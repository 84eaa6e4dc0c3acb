//! Credential sign-in.

use axum::Json;
use axum::extract::State;
use axum::extract::rejection::JsonRejection;
use serde::{Deserialize, Serialize};

use crate::AppState;
use crate::application::dto::SignInRequestDto;
use crate::domain::identity::IdentityId;
use crate::error::Result;

/// Missing fields are treated like wrong credentials.
#[derive(Default, Serialize, Deserialize)]
#[serde(default)]
pub struct Body {
    pub email: String,
    pub password: String,
}

#[derive(Debug, PartialEq, Serialize, Deserialize)]
#[serde(rename_all = "camelCase")]
pub struct Response {
    pub token: String,
    pub token_type: String,
    pub expires_in: u64,
    pub principal_id: IdentityId,
    pub principal_name: String,
    pub roles: Vec<String>,
}

/// Handler to exchange credentials for a session token.
pub async fn handler(
    State(state): State<AppState>,
    body: std::result::Result<Json<Body>, JsonRejection>,
) -> Result<Json<Response>> {
    let Json(body) = body?;

    let session = state
        .auth
        .sign_in(SignInRequestDto {
            email: body.email,
            password: body.password,
        })
        .await?;

    Ok(Json(Response {
        token: session.token,
        token_type: session.token_type,
        expires_in: session.expires_in,
        principal_id: session.principal.id,
        principal_name: session.principal.name,
        roles: session.principal.roles,
    }))
}
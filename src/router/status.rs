//! Public instance information.

use std::sync::Arc;

use axum::Json;
use axum::extract::State;
use serde::{Deserialize, Serialize};

use crate::config::Configuration;

/// Structured configuration.
#[derive(Debug, PartialEq, Serialize, Deserialize)]
pub struct Status {
    pub name: String,
    pub version: String,
}

/// Public server status.
pub async fn status(State(config): State<Arc<Configuration>>) -> Json<Status> {
    Json(Status {
        name: config.name.clone(),
        version: config.version.clone(),
    })
}
//! Personnel profile entity.

use std::fmt;

use serde::{Deserialize, Serialize};

use crate::domain::email::EmailAddress;
use crate::domain::identity::IdentityId;
use crate::domain::name::PersonName;

/// Storage-assigned identifier of a [`Profile`].
#[derive(
    Debug,
    Clone,
    Copy,
    PartialEq,
    Eq,
    Hash,
    PartialOrd,
    Ord,
    Serialize,
    Deserialize,
)]
#[serde(transparent)]
pub struct ProfileId(i64);

impl ProfileId {
    pub fn new(id: i64) -> Self {
        Self(id)
    }

    #[inline]
    pub fn get(&self) -> i64 {
        self.0
    }
}

impl fmt::Display for ProfileId {
    fn fmt(&self, f: &mut fmt::Formatter<'_>) -> fmt::Result {
        write!(f, "{}", self.0)
    }
}

/// Profile of a person, linked one-to-one with an identity.
///
/// `email` is a denormalized copy; the identity owns uniqueness.
#[derive(Debug, Clone, PartialEq, Eq)]
pub struct Profile {
    id: Option<ProfileId>,
    name: PersonName,
    email: EmailAddress,
    identity_id: Option<IdentityId>,
}

impl Profile {
    /// Create a new, unsaved and unlinked [`Profile`].
    pub fn new(name: PersonName, email: EmailAddress) -> Self {
        Self {
            id: None,
            name,
            email,
            identity_id: None,
        }
    }

    pub fn with_id(mut self, id: ProfileId) -> Self {
        self.id = Some(id);
        self
    }

    pub fn with_identity(mut self, identity_id: Option<IdentityId>) -> Self {
        self.identity_id = identity_id;
        self
    }

    pub fn link_identity(&mut self, identity_id: IdentityId) {
        self.identity_id = Some(identity_id);
    }

    #[inline]
    pub fn id(&self) -> Option<ProfileId> {
        self.id
    }

    #[inline]
    pub fn name(&self) -> &PersonName {
        &self.name
    }

    #[inline]
    pub fn email(&self) -> &EmailAddress {
        &self.email
    }

    #[inline]
    pub fn identity_id(&self) -> Option<IdentityId> {
        self.identity_id
    }
}
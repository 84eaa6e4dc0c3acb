//! PostgreSQL implementation for the credential store.

use async_trait::async_trait;
use sqlx::PgPool;

use super::models::{IdentityRecord, to_timestamp};
use super::{limit, map_unique};
use crate::application::error::{ApplicationError, Result, ToInternal};
use crate::application::ports::outbound::CredentialStore;
use crate::domain::email::EmailAddress;
use crate::domain::identity::{Identity, IdentityId};

/// Identity columns plus roles aggregated as a JSON array.
macro_rules! select_identity {
    ($tail:literal) => {
        concat!(
            r#"
            SELECT
                i.id, i.email, i.first_name, i.last_name, i.password,
                i.profile_id, i.created_at,
                COALESCE(
                    (SELECT json_agg(json_build_object('id', r.id, 'name', r.name) ORDER BY r.id)
                     FROM identity_roles ir
                     JOIN roles r ON r.id = ir.role_id
                     WHERE ir.identity_id = i.id),
                    '[]'::json
                ) AS roles
            FROM identities i
            "#,
            $tail
        )
    };
}

/// PostgreSQL credential store.
pub struct PgCredentialStore {
    pool: PgPool,
}

impl PgCredentialStore {
    /// Create a new [`PgCredentialStore`].
    pub fn new(pool: PgPool) -> Self {
        Self { pool }
    }

    async fn insert(&self, identity: Identity) -> Result<Identity> {
        let mut tx = self.pool.begin().await.catch()?;

        let id: i64 = sqlx::query_scalar(
            r#"
            INSERT INTO identities (
                email, first_name, last_name, password, profile_id, created_at
            )
            VALUES ($1, $2, $3, $4, $5, $6)
            RETURNING id
            "#,
        )
        .bind(identity.email().as_str())
        .bind(identity.name().first())
        .bind(identity.name().last())
        .bind(identity.password_hash().as_str())
        .bind(identity.profile_id().map(|id| id.get()))
        .bind(to_timestamp(identity.created_at()))
        .fetch_one(&mut *tx)
        .await
        .map_err(|err| map_unique(err, "email"))?;

        for role in identity.roles() {
            sqlx::query(
                "INSERT INTO identity_roles (identity_id, role_id) VALUES ($1, $2)",
            )
            .bind(id)
            .bind(role.id())
            .execute(&mut *tx)
            .await
            .catch()?;
        }

        tx.commit().await.catch()?;

        Ok(identity.with_id(IdentityId::new(id)))
    }

    /// Roles are fixed at creation and are not rewritten.
    async fn update(&self, id: IdentityId, identity: Identity) -> Result<Identity> {
        let result = sqlx::query(
            r#"
            UPDATE identities
            SET email = $2, first_name = $3, last_name = $4, password = $5, profile_id = $6
            WHERE id = $1
            "#,
        )
        .bind(id.get())
        .bind(identity.email().as_str())
        .bind(identity.name().first())
        .bind(identity.name().last())
        .bind(identity.password_hash().as_str())
        .bind(identity.profile_id().map(|id| id.get()))
        .execute(&self.pool)
        .await
        .map_err(|err| map_unique(err, "email"))?;

        if result.rows_affected() == 0 {
            return Err(ApplicationError::NotFound);
        }

        Ok(identity)
    }
}

#[async_trait]
impl CredentialStore for PgCredentialStore {
    async fn exists_by_email(&self, email: &EmailAddress) -> Result<bool> {
        sqlx::query_scalar::<_, bool>(
            "SELECT EXISTS(SELECT 1 FROM identities WHERE email = $1)",
        )
        .bind(email.as_str())
        .fetch_one(&self.pool)
        .await
        .catch()
    }

    async fn find_by_email(
        &self,
        email: &EmailAddress,
    ) -> Result<Option<Identity>> {
        let record = sqlx::query_as::<_, IdentityRecord>(select_identity!(
            "WHERE i.email = $1"
        ))
        .bind(email.as_str())
        .fetch_optional(&self.pool)
        .await
        .catch()?;

        record.map(IdentityRecord::try_into_domain).transpose()
    }

    async fn find_by_id(&self, id: IdentityId) -> Result<Option<Identity>> {
        let record = sqlx::query_as::<_, IdentityRecord>(select_identity!(
            "WHERE i.id = $1"
        ))
        .bind(id.get())
        .fetch_optional(&self.pool)
        .await
        .catch()?;

        record.map(IdentityRecord::try_into_domain).transpose()
    }

    async fn save(&self, identity: Identity) -> Result<Identity> {
        match identity.id() {
            Some(id) => self.update(id, identity).await,
            None => self.insert(identity).await,
        }
    }

    async fn find_unlinked(
        &self,
        after: Option<IdentityId>,
        page: usize,
    ) -> Result<Vec<Identity>> {
        let records = sqlx::query_as::<_, IdentityRecord>(select_identity!(
            "WHERE i.profile_id IS NULL AND i.id > $1 ORDER BY i.id LIMIT $2"
        ))
        .bind(after.map_or(0, |id| id.get()))
        .bind(limit(page))
        .fetch_all(&self.pool)
        .await
        .catch()?;

        records
            .into_iter()
            .map(IdentityRecord::try_into_domain)
            .collect()
    }
}
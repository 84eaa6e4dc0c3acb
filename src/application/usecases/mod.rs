//! Application services implementing business logic.

use std::sync::Arc;
use std::time::Duration;

use crate::application::ports::outbound::{
    CredentialStore, ProfileStore, RoleCatalog,
};
use crate::domain::role::RoleName;

pub const TOKEN_TYPE: &str = "Bearer";

pub mod authentication;
mod link;
pub mod reconcile;

pub use authentication::*;
pub use reconcile::*;

/// Persistence ports shared by the use cases.
#[derive(Clone)]
pub struct Stores {
    pub credentials: Arc<dyn CredentialStore>,
    pub profiles: Arc<dyn ProfileStore>,
    pub roles: Arc<dyn RoleCatalog>,
}

impl Stores {
    /// Use one backend for every store port.
    pub fn shared<S>(store: Arc<S>) -> Self
    where
        S: CredentialStore + ProfileStore + RoleCatalog + 'static,
    {
        Self {
            credentials: store.clone(),
            profiles: store.clone(),
            roles: store,
        }
    }
}

/// Tunables of the sign-up flow.
#[derive(Debug, Clone, Copy)]
pub struct SignUpPolicy {
    /// Role granted to every new identity.
    pub default_role: RoleName,
    /// Linking attempts before giving up with a partial failure.
    pub link_attempts: u32,
    /// Delay before the second attempt, grows linearly afterwards.
    pub link_backoff: Duration,
}

impl Default for SignUpPolicy {
    fn default() -> Self {
        Self {
            default_role: RoleName::User,
            link_attempts: 3,
            link_backoff: Duration::from_millis(50),
        }
    }
}
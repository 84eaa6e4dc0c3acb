//! Argon2id password hasher implementation.

use argon2::password_hash::{
    PasswordHash, PasswordHasher as Argon2PasswordHasherTrait,
    PasswordVerifier, SaltString,
};
use argon2::{Argon2, Params, Version};
use rand::rngs::OsRng;

use crate::application::error::{ApplicationError, Result, ToInternal};
use crate::application::ports::outbound::PasswordHasher;
use crate::config::Argon2 as ArgonConfig;
use crate::domain::password::{Password, PasswordHash as DomainPasswordHash};

const OUTPUT_LENGTH: usize = 32;

/// Argon2id password hasher adapter.
pub struct Argon2PasswordHasher {
    params: Params,
}

impl Argon2PasswordHasher {
    /// Create a new Argon2 hasher with custom parameters.
    pub fn new(
        memory_cost: u32,
        iterations: u32,
        parallelism: u32,
    ) -> Result<Self> {
        Self::with_output_length(
            memory_cost,
            iterations,
            parallelism,
            OUTPUT_LENGTH,
        )
    }

    fn with_output_length(
        memory_cost: u32,
        iterations: u32,
        parallelism: u32,
        output_length: usize,
    ) -> Result<Self> {
        let params = Params::new(
            memory_cost,
            iterations,
            parallelism,
            Some(output_length),
        )
        .catch()?;

        Ok(Self { params })
    }

    fn argon2(&self) -> Argon2<'_> {
        Argon2::new(
            argon2::Algorithm::Argon2id,
            Version::V0x13,
            self.params.clone(),
        )
    }
}

impl TryFrom<&ArgonConfig> for Argon2PasswordHasher {
    type Error = ApplicationError;

    fn try_from(config: &ArgonConfig) -> Result<Self> {
        Self::with_output_length(
            config.memory_cost,
            config.iterations,
            config.parallelism,
            config.hash_length,
        )
    }
}

impl PasswordHasher for Argon2PasswordHasher {
    fn hash(&self, password: &Password) -> Result<DomainPasswordHash> {
        let salt = SaltString::generate(&mut OsRng);

        let hash = self
            .argon2()
            .hash_password(password.as_bytes(), &salt)
            .catch()?;

        Ok(DomainPasswordHash::parse(hash.to_string())?)
    }

    fn verify(
        &self,
        password: &Password,
        hash: &DomainPasswordHash,
    ) -> Result<()> {
        let parsed_hash = PasswordHash::new(hash.as_str())
            .map_err(|_| ApplicationError::InvalidCredentials)?;

        self.argon2()
            .verify_password(password.as_bytes(), &parsed_hash)
            .map_err(|_| ApplicationError::InvalidCredentials)
    }
}
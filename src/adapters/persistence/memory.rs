//! In-process store backing every persistence port.
//!
//! Used when no database is configured and by tests. Data is lost on exit.

use std::collections::BTreeMap;
use std::sync::atomic::{AtomicI64, Ordering};

use async_trait::async_trait;
use tokio::sync::RwLock;

use crate::application::error::{ApplicationError, Result};
use crate::application::ports::outbound::{
    CredentialStore, ProfileStore, RoleCatalog,
};
use crate::domain::email::EmailAddress;
use crate::domain::identity::{Identity, IdentityId};
use crate::domain::profile::{Profile, ProfileId};
use crate::domain::role::{Role, RoleName};

/// Memory store.
pub struct MemoryStore {
    roles: BTreeMap<RoleName, Role>,
    identities: RwLock<BTreeMap<IdentityId, Identity>>,
    profiles: RwLock<BTreeMap<ProfileId, Profile>>,
    next_identity: AtomicI64,
    next_profile: AtomicI64,
}

impl MemoryStore {
    /// Create a new [`MemoryStore`] seeded with every role.
    pub fn new() -> Self {
        Self::with_roles(
            RoleName::ALL
                .into_iter()
                .zip(1..)
                .map(|(name, id)| Role::new(id, name)),
        )
    }

    /// Create a new [`MemoryStore`] with a custom role catalog.
    pub fn with_roles(roles: impl IntoIterator<Item = Role>) -> Self {
        Self {
            roles: roles.into_iter().map(|role| (role.name(), role)).collect(),
            identities: RwLock::new(BTreeMap::new()),
            profiles: RwLock::new(BTreeMap::new()),
            next_identity: AtomicI64::new(1),
            next_profile: AtomicI64::new(1),
        }
    }

    #[cfg(test)]
    pub async fn identity_count(&self, email: &EmailAddress) -> usize {
        self.identities
            .read()
            .await
            .values()
            .filter(|identity| identity.email() == email)
            .count()
    }

    #[cfg(test)]
    pub async fn profile_count(&self) -> usize {
        self.profiles.read().await.len()
    }
}

impl Default for MemoryStore {
    fn default() -> Self {
        Self::new()
    }
}

#[async_trait]
impl RoleCatalog for MemoryStore {
    async fn find_by_name(&self, name: RoleName) -> Result<Option<Role>> {
        Ok(self.roles.get(&name).copied())
    }
}

#[async_trait]
impl CredentialStore for MemoryStore {
    async fn exists_by_email(&self, email: &EmailAddress) -> Result<bool> {
        Ok(self
            .identities
            .read()
            .await
            .values()
            .any(|identity| identity.email() == email))
    }

    async fn find_by_email(
        &self,
        email: &EmailAddress,
    ) -> Result<Option<Identity>> {
        Ok(self
            .identities
            .read()
            .await
            .values()
            .find(|identity| identity.email() == email)
            .cloned())
    }

    async fn find_by_id(&self, id: IdentityId) -> Result<Option<Identity>> {
        Ok(self.identities.read().await.get(&id).cloned())
    }

    async fn save(&self, identity: Identity) -> Result<Identity> {
        // Uniqueness check and write happen under the same lock.
        let mut identities = self.identities.write().await;

        if identities.values().any(|other| {
            other.email() == identity.email() && other.id() != identity.id()
        }) {
            return Err(ApplicationError::UniqueViolation("email"));
        }

        let identity = match identity.id() {
            Some(id) if identities.contains_key(&id) => identity,
            Some(_) => return Err(ApplicationError::NotFound),
            None => identity.with_id(IdentityId::new(
                self.next_identity.fetch_add(1, Ordering::Relaxed),
            )),
        };

        if let Some(id) = identity.id() {
            identities.insert(id, identity.clone());
        }

        Ok(identity)
    }

    async fn find_unlinked(
        &self,
        after: Option<IdentityId>,
        limit: usize,
    ) -> Result<Vec<Identity>> {
        Ok(self
            .identities
            .read()
            .await
            .iter()
            .filter(|(id, _)| after.is_none_or(|after| **id > after))
            .map(|(_, identity)| identity)
            .filter(|identity| identity.profile_id().is_none())
            .take(limit)
            .cloned()
            .collect())
    }
}

#[async_trait]
impl ProfileStore for MemoryStore {
    async fn save_or_update(&self, profile: Profile) -> Result<Profile> {
        let mut profiles = self.profiles.write().await;

        let profile = match profile.id() {
            Some(id) if profiles.contains_key(&id) => profile,
            Some(_) => return Err(ApplicationError::NotFound),
            None => profile.with_id(ProfileId::new(
                self.next_profile.fetch_add(1, Ordering::Relaxed),
            )),
        };

        if let Some(id) = profile.id() {
            profiles.insert(id, profile.clone());
        }

        Ok(profile)
    }

    async fn find_by_id(&self, id: ProfileId) -> Result<Option<Profile>> {
        Ok(self.profiles.read().await.get(&id).cloned())
    }

    async fn list_by_email(&self, email: &EmailAddress) -> Result<Vec<Profile>> {
        Ok(self
            .profiles
            .read()
            .await
            .values()
            .filter(|profile| profile.email() == email)
            .cloned()
            .collect())
    }

    async fn find_unlinked(
        &self,
        after: Option<ProfileId>,
        limit: usize,
    ) -> Result<Vec<Profile>> {
        Ok(self
            .profiles
            .read()
            .await
            .iter()
            .filter(|(id, _)| after.is_none_or(|after| **id > after))
            .map(|(_, profile)| profile)
            .filter(|profile| profile.identity_id().is_none())
            .take(limit)
            .cloned()
            .collect())
    }
}
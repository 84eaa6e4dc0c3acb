//! Implementations of the outbound ports.

pub mod clock;
pub mod crypto;
pub mod jwt;
pub mod persistence;
pub mod telemetry;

----------

Only the lines from the opening of the material through the line with "Public server status." should be echoed, exactly as written.

• [Written response]:
repository 84eaa6e4dc0c3acb
//! Credential sign-in.

use axum::Json;
use axum::extract::State;
use axum::extract::rejection::JsonRejection;
use serde::{Deserialize, Serialize};

use crate::AppState;
use crate::application::dto::SignInRequestDto;
use crate::domain::identity::IdentityId;
use crate::error::Result;

/// Missing fields are treated like wrong credentials.
#[derive(Default, Serialize, Deserialize)]
#[serde(default)]
pub struct Body {
    pub email: String,
    pub password: String,
}

#[derive(Debug, PartialEq, Serialize, Deserialize)]
#[serde(rename_all = "camelCase")]
pub struct Response {
    pub token: String,
    pub token_type: String,
    pub expires_in: u64,
    pub principal_id: IdentityId,
    pub principal_name: String,
    pub roles: Vec<String>,
}

/// Handler to exchange credentials for a session token.
pub async fn handler(
    State(state): State<AppState>,
    body: std::result::Result<Json<Body>, JsonRejection>,
) -> Result<Json<Response>> {
    let Json(body) = body?;

    let session = state
        .auth
        .sign_in(SignInRequestDto {
            email: body.email,
            password: body.password,
        })
        .await?;

    Ok(Json(Response {
        token: session.token,
        token_type: session.token_type,
        expires_in: session.expires_in,
        principal_id: session.principal.id,
        principal_name: session.principal.name,
        roles: session.principal.roles,
    }))
}
filename src/router/status.rs
//! Public instance information.

use std::sync::Arc;

use axum::Json;
use axum::extract::State;
use serde::{Deserialize, Serialize};

use crate::config::Configuration;

/// Structured configuration.
#[derive(Debug, PartialEq, Serialize, Deserialize)]
pub struct Status {
    pub name: String,
    pub version: String,
}

/// Public server status.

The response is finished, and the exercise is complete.